The IDF was apparently concerned
that the game in which people walk around catching fake, animated
creatures on their smartphone could be used to compromise military
operations.

The Jerusalem Post reported, “Military sources said
they had become aware of another application that ‘looks and acts like
the original [Pokémon Go] application, which causes data to be leaked
out.’

Looks as if they’ll have to stick to Candy Crush.

(Also see: Pokemon Go iOS: How to Download Pokemon Go for iPhone, iPad)

Finding Yuri
It’s
estimated that Pokémon Go has reached more than 75 million downloads in
the few weeks that it has been available in the United States.

For comparison, as Pokémon noted, the dating app Tinder reached 100 million downloads this January, and it was released in 2012.

It’s
so popular that Hillary Clinton held a campaign event at a Pokémon Go
gym, a virtual destination in the game, while Donald Trump used the game
as the basis for a bizarre attack ad.

Now, Russia’s getting in on
the fun. It’s about time, because the game isn’t available yet in the
country because of service capacity issues.

(Also see: How to Download Pokemon Go APK, Install, and Play on Android)

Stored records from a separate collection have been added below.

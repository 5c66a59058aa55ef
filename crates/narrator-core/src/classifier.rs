//! Speaker gender and line emotion heuristics.
//!
//! Both are rough guesses meant to pick a voice and a tone, not to describe
//! characters. The gender rule sits behind [`GenderHeuristic`] so it can be
//! swapped or overridden without touching playback.

use crate::config::ClassificationConfig;
use crate::extractor::BubbleDraft;
use crate::geometry::Rect;
use crate::model::{Emotion, FaceCandidate, Gender, SpeechBubble};
use once_cell::sync::Lazy;
use regex::Regex;

static RE_HAPPY: Lazy<Regex> = Lazy::new(|| {
    Regex::new(
        r"\b(?:ha(?:ha)+|he(?:he)+|great|lov(?:e|ed|es|ely|ing)|happy|yay|awesome|wonderful|glad|fun|nice|thanks?)\b",
    )
    .unwrap()
});
// Whole words: "know" and "Nooo" do not negate.
static RE_NEGATION: Lazy<Regex> = Lazy::new(|| Regex::new(r"\b(?:no|stop)\b").unwrap());
static RE_ANGRY: Lazy<Regex> = Lazy::new(|| {
    Regex::new(r"\b(?:hate[ds]?|stupid|shut|idiot|damn|angry|kill|fool|dare|annoying|jerk)\b")
        .unwrap()
});
static RE_SAD: Lazy<Regex> = Lazy::new(|| {
    Regex::new(r"\b(?:cry|cried|crying|sorry|lonely|sad|miss|tears?|alone|goodbye|hurts?)\b")
        .unwrap()
});
static RE_SURPRISED: Lazy<Regex> = Lazy::new(|| {
    Regex::new(r"\b(?:wow|whoa|impossible|unbelievable|really|seriously|huh)\b").unwrap()
});
static RE_SCARED: Lazy<Regex> = Lazy::new(|| {
    Regex::new(r"\b(?:help|scared|run|afraid|monster|ghost|save|danger|scary)\b").unwrap()
});

/// Picks a speaker gender for a bubble from the faces on the same image.
pub trait GenderHeuristic: Send + Sync {
    fn classify(&self, bubble: &Rect, faces: &[FaceCandidate]) -> Gender;
}

/// Nearest face wins; its box shape and smile decide the label.
#[derive(Debug, Clone)]
pub struct FaceGeometryHeuristic {
    pub male_aspect_above: f32,
    pub female_aspect_below: f32,
    pub smile_threshold: f32,
}

impl FaceGeometryHeuristic {
    pub fn from_config(config: &ClassificationConfig) -> Self {
        Self {
            male_aspect_above: config.male_aspect_above,
            female_aspect_below: config.female_aspect_below,
            smile_threshold: config.smile_threshold,
        }
    }

    pub fn classify_face(&self, face: &FaceCandidate) -> Gender {
        let ratio = face.bounds.aspect_ratio();
        if ratio > self.male_aspect_above {
            Gender::Male
        } else if ratio < self.female_aspect_below {
            Gender::Female
        } else if face.smiling_probability > self.smile_threshold {
            Gender::Female
        } else {
            Gender::Unknown
        }
    }
}

impl GenderHeuristic for FaceGeometryHeuristic {
    fn classify(&self, bubble: &Rect, faces: &[FaceCandidate]) -> Gender {
        nearest_face(bubble, faces)
            .map(|face| self.classify_face(face))
            .unwrap_or(Gender::Unknown)
    }
}

/// Always answers the same gender; backs the user override.
#[derive(Debug, Clone, Copy)]
pub struct FixedGender(pub Gender);

impl GenderHeuristic for FixedGender {
    fn classify(&self, _bubble: &Rect, _faces: &[FaceCandidate]) -> Gender {
        self.0
    }
}

/// Face whose box center is closest to the bubble's; no distance cutoff.
pub fn nearest_face<'a>(bubble: &Rect, faces: &'a [FaceCandidate]) -> Option<&'a FaceCandidate> {
    faces.iter().min_by(|a, b| {
        bubble
            .center_distance(&a.bounds)
            .total_cmp(&bubble.center_distance(&b.bounds))
    })
}

/// First matching rule wins, in this order: happy, angry, sad, surprised,
/// scared.
pub fn classify_emotion(text: &str) -> Emotion {
    let lower = text.to_lowercase();
    let exclamations = text.matches('!').count();
    let questions = text.matches('?').count();

    if RE_HAPPY.is_match(&lower) || (exclamations >= 1 && !RE_NEGATION.is_match(&lower)) {
        return Emotion::Happy;
    }
    if RE_ANGRY.is_match(&lower)
        || (capital_ratio(text) > 0.6 && text.chars().count() > 5)
        || exclamations >= 2
    {
        return Emotion::Angry;
    }
    if RE_SAD.is_match(&lower) || lower.contains("...") {
        return Emotion::Sad;
    }
    if RE_SURPRISED.is_match(&lower) || (exclamations >= 1 && questions >= 1) || questions >= 2 {
        return Emotion::Surprised;
    }
    if RE_SCARED.is_match(&lower) && exclamations >= 1 {
        return Emotion::Scared;
    }
    Emotion::Neutral
}

fn capital_ratio(text: &str) -> f32 {
    let mut letters = 0usize;
    let mut upper = 0usize;
    for ch in text.chars().filter(|c| c.is_alphabetic()) {
        letters += 1;
        if ch.is_uppercase() {
            upper += 1;
        }
    }
    if letters == 0 {
        return 0.0;
    }
    upper as f32 / letters as f32
}

pub struct SpeakerClassifier {
    gender: Box<dyn GenderHeuristic>,
}

impl SpeakerClassifier {
    pub fn new(gender: Box<dyn GenderHeuristic>) -> Self {
        Self { gender }
    }

    pub fn from_config(config: &ClassificationConfig) -> Self {
        match config.gender_override {
            Some(gender) => Self::new(Box::new(FixedGender(gender))),
            None => Self::new(Box::new(FaceGeometryHeuristic::from_config(config))),
        }
    }

    /// Label a draft; reading order is assigned later by the sequencer.
    pub fn classify(&self, draft: BubbleDraft, faces: &[FaceCandidate]) -> SpeechBubble {
        let gender = self.gender.classify(&draft.bounds, faces);
        let emotion = classify_emotion(&draft.text);
        SpeechBubble {
            text: draft.text,
            bounds: draft.bounds,
            confidence: draft.confidence,
            gender,
            emotion,
            reading_order: 0,
        }
    }
}

#[cfg(test)]
mod tests {
    use super::*;

    fn heuristic() -> FaceGeometryHeuristic {
        FaceGeometryHeuristic::from_config(&ClassificationConfig::default())
    }

    fn face(w: i32, h: i32, smile: f32) -> FaceCandidate {
        FaceCandidate {
            bounds: Rect::from_xywh(0, 0, w, h),
            smiling_probability: smile,
        }
    }

    #[test]
    fn happy_keyword_outranks_angry_signals() {
        assert_eq!(classify_emotion("GREAT!! I AM SO MAD"), Emotion::Happy);
        assert_eq!(classify_emotion("I love it but I hate it"), Emotion::Happy);
    }

    #[test]
    fn emotion_rules_follow_priority_order() {
        assert_eq!(classify_emotion("Stop it!!"), Emotion::Angry);
        assert_eq!(classify_emotion("NO WAY YOU DID"), Emotion::Angry);
        assert_eq!(classify_emotion("I'm sorry"), Emotion::Sad);
        assert_eq!(classify_emotion("Well..."), Emotion::Sad);
        assert_eq!(classify_emotion("Is that impossible"), Emotion::Surprised);
        assert_eq!(classify_emotion("What?? Who??"), Emotion::Surprised);
        assert_eq!(classify_emotion("No, help me!"), Emotion::Scared);
        assert_eq!(classify_emotion("Let's go to school"), Emotion::Neutral);
    }

    #[test]
    fn negated_exclamation_is_not_happy() {
        assert_ne!(classify_emotion("No, not that!"), Emotion::Happy);
    }

    #[test]
    fn negation_matches_whole_words_only() {
        // "no" inside "know" or a drawn-out "Nooo" is not a negation.
        assert_eq!(classify_emotion("I know!"), Emotion::Happy);
        assert_eq!(classify_emotion("Nooo!"), Emotion::Happy);
        assert_eq!(classify_emotion("No!"), Emotion::Neutral);
        assert_eq!(classify_emotion("Don't stop!"), Emotion::Neutral);
    }

    #[test]
    fn face_ratio_boundary_is_exclusive_for_male() {
        let h = heuristic();
        assert_eq!(h.classify_face(&face(85, 100, 0.1)), Gender::Unknown);
        assert_eq!(h.classify_face(&face(85, 100, 0.9)), Gender::Female);
        assert_eq!(h.classify_face(&face(86, 100, 0.1)), Gender::Male);
        assert_eq!(h.classify_face(&face(74, 100, 0.1)), Gender::Female);
    }

    #[test]
    fn nearest_face_decides_gender() {
        let h = heuristic();
        let bubble = Rect::from_xywh(0, 0, 100, 40);
        let faces = vec![
            FaceCandidate {
                bounds: Rect::from_xywh(5000, 5000, 100, 100),
                smiling_probability: 0.0,
            },
            FaceCandidate {
                bounds: Rect::from_xywh(120, 0, 60, 100),
                smiling_probability: 0.0,
            },
        ];
        assert_eq!(h.classify(&bubble, &faces), Gender::Female);
        assert_eq!(h.classify(&bubble, &[]), Gender::Unknown);
    }

    #[test]
    fn override_forces_gender() {
        let config = ClassificationConfig {
            gender_override: Some(Gender::Male),
            ..ClassificationConfig::default()
        };
        let classifier = SpeakerClassifier::from_config(&config);
        let draft = BubbleDraft {
            text: "hello there".to_string(),
            bounds: Rect::from_xywh(0, 0, 100, 40),
            confidence: 1.0,
        };
        assert_eq!(classifier.classify(draft, &[]).gender, Gender::Male);
    }
}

Unfortunately for Moscow-based Pokémon fans, they’re getting a slightly . . . err . . . modified game.

Moscow
City Hall announced its own version of Pokémon Go, in which players
will have to find and catch historical figures in the city. It’s called
“Know Moscow. Photo.”

It will be released in August, according to
the Moscow Times, and players will be able to “catch” such historical
figures as Yuri Gagarin, the first human to reach outer space; Alexander
Pushkin, the Russian poet, playwright and novelist; and even Napoleon
Bonaparte, the French conqueror (and namesake of the colloquialism
“Napoleon complex,” which refers to a supposed inferiority felt by
shorter people).

(Also see: How to Play Pokemon Go in India? Here’s Everything You Need to Know)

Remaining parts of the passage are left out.